■ Extracted data:
=-=-=

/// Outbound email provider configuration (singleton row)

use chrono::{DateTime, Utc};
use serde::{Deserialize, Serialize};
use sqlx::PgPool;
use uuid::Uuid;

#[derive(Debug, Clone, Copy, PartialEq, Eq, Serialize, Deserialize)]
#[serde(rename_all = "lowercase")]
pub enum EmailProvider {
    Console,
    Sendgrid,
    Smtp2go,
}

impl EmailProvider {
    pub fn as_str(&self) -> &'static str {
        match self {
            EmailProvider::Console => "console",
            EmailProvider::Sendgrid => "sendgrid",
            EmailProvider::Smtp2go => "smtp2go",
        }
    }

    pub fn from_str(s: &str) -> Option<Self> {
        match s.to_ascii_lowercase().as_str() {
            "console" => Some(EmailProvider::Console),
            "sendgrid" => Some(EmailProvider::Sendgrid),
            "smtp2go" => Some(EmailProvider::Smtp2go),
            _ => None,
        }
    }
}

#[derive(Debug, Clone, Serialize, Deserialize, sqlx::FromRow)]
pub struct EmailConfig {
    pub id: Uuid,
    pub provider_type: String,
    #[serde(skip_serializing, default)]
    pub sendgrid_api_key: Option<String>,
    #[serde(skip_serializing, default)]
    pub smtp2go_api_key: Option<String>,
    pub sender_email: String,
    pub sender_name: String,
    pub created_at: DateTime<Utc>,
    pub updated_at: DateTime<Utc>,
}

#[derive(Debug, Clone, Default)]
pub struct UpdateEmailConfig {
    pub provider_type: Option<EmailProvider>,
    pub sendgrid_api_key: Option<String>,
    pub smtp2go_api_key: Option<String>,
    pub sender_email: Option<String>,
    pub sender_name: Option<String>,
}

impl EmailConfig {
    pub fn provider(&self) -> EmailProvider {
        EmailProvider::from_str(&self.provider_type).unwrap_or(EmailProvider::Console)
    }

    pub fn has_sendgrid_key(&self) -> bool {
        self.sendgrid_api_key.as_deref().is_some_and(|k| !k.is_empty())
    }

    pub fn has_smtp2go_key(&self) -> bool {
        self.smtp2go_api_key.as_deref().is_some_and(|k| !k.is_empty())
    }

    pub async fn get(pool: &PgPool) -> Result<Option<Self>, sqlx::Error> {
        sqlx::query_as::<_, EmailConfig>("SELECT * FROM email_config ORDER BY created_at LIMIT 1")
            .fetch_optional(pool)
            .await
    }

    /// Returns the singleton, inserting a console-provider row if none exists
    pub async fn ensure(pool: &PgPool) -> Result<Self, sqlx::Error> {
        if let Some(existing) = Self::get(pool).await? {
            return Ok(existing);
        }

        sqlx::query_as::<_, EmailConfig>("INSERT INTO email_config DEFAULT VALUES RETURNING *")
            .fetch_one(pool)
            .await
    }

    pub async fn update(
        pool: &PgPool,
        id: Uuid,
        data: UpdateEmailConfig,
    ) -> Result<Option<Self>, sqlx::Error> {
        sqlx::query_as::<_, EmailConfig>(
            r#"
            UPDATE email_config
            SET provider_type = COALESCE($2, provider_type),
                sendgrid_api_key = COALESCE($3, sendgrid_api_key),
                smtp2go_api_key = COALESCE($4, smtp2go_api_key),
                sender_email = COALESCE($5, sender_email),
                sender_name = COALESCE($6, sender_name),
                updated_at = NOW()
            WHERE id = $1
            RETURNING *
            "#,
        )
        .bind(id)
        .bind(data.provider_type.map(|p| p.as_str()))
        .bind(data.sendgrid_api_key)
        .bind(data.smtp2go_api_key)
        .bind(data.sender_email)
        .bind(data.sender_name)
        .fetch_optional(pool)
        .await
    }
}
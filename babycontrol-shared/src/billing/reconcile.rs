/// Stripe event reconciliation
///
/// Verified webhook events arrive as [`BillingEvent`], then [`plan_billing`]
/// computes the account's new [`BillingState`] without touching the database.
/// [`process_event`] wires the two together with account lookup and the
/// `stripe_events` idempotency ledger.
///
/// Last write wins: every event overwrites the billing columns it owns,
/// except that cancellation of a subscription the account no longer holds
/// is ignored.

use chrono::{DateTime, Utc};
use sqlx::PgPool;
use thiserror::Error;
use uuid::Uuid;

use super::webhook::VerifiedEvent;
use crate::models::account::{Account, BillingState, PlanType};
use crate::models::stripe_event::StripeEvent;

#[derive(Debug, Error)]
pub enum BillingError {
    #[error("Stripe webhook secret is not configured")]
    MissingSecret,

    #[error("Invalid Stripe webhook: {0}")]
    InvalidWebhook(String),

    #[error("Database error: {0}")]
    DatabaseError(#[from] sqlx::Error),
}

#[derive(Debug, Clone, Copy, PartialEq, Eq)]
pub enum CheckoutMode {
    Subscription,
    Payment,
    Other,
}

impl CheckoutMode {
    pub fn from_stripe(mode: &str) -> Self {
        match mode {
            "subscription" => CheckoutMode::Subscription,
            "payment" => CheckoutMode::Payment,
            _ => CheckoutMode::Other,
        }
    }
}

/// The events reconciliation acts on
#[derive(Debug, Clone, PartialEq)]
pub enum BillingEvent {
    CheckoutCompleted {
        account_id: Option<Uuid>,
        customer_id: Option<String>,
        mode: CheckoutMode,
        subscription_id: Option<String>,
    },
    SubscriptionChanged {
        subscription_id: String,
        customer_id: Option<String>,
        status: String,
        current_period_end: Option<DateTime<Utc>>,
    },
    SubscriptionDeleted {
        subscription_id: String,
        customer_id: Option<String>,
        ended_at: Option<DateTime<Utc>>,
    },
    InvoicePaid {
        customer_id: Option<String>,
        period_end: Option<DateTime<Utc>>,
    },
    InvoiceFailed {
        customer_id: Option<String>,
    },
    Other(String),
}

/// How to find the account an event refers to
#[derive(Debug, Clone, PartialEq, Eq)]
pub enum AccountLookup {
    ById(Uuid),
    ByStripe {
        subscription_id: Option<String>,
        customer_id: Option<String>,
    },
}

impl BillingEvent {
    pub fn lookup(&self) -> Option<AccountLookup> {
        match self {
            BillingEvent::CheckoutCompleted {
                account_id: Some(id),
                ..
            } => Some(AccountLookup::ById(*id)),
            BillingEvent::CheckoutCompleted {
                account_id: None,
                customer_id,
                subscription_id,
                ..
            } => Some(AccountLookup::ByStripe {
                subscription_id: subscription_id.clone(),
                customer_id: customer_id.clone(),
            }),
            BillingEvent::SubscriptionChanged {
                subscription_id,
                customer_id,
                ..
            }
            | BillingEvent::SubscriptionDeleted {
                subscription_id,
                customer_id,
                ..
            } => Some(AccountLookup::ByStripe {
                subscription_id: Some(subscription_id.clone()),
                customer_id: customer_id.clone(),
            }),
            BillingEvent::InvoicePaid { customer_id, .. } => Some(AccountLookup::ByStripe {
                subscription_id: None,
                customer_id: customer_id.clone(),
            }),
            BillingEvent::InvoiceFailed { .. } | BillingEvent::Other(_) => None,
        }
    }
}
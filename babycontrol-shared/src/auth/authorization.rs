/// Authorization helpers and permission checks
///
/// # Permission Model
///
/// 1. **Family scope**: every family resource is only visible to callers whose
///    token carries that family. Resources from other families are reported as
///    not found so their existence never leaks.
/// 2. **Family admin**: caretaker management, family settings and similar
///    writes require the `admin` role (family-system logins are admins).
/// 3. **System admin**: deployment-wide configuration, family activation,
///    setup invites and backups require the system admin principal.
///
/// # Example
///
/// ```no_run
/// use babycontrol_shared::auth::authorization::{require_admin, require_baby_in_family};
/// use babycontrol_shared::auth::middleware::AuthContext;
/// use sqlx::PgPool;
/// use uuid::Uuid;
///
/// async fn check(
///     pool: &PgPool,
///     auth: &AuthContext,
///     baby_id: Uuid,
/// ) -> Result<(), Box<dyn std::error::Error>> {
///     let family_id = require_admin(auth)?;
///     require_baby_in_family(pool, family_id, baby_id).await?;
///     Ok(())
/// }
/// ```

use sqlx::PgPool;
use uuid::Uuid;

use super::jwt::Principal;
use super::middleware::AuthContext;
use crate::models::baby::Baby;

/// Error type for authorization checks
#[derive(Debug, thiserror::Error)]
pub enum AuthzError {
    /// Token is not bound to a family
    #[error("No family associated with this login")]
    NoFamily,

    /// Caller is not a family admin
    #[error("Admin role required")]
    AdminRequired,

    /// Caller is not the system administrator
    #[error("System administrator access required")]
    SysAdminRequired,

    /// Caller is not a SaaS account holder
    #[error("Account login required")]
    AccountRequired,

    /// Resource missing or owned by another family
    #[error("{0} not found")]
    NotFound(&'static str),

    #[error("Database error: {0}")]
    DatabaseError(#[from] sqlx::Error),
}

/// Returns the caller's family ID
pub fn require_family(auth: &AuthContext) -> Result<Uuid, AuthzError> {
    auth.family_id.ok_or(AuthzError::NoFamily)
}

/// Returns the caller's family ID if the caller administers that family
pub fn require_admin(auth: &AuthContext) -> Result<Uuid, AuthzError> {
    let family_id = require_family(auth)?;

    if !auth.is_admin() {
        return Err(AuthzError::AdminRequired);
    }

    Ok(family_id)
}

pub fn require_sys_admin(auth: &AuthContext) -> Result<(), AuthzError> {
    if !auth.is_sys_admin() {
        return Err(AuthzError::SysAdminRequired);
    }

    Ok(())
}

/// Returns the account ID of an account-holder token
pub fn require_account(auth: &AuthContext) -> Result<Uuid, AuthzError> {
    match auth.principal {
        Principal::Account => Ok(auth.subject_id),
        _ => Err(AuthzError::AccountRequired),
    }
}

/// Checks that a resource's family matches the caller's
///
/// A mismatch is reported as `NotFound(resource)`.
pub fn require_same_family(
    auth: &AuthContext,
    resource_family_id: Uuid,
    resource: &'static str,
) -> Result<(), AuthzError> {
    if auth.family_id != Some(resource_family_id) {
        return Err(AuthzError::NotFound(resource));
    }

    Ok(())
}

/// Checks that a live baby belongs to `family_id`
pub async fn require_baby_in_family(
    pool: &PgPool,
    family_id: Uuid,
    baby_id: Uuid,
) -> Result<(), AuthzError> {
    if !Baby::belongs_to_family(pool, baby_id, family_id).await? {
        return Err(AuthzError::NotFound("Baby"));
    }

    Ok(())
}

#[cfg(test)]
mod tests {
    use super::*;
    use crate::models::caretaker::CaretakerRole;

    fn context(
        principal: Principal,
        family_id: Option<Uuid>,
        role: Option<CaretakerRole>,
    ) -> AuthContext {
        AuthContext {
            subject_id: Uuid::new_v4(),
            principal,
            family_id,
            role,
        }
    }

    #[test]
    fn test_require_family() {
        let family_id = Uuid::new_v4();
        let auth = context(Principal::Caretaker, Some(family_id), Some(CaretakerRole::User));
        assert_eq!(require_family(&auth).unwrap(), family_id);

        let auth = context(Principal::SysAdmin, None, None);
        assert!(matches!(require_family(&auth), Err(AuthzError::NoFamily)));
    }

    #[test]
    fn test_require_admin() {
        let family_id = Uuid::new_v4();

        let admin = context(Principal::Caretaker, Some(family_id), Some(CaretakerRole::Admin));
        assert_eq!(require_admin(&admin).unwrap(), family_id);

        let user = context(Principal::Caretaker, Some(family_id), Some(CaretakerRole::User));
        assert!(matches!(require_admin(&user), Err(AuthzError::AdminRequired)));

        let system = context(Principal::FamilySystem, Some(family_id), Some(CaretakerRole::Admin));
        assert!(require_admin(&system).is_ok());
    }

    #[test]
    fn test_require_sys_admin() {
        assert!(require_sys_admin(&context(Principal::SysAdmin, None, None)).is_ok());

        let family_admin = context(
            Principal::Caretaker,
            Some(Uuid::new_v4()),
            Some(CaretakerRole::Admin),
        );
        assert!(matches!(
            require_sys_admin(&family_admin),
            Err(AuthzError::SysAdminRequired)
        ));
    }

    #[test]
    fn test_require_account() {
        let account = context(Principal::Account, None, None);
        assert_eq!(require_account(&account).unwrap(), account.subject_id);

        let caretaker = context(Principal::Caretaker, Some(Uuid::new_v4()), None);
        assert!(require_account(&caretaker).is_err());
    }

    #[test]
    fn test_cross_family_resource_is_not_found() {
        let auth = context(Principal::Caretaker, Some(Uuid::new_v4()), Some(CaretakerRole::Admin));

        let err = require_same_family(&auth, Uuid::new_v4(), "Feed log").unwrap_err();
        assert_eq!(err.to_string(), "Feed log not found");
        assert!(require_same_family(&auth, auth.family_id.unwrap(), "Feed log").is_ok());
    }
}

=-=-=

■ Requirement:
Take from the listing above each line containing "every".

■ Task solution:
/// Last write wins: every event overwrites the billing columns it owns,
/// 1. **Family scope**: every family resource is only visible to callers whose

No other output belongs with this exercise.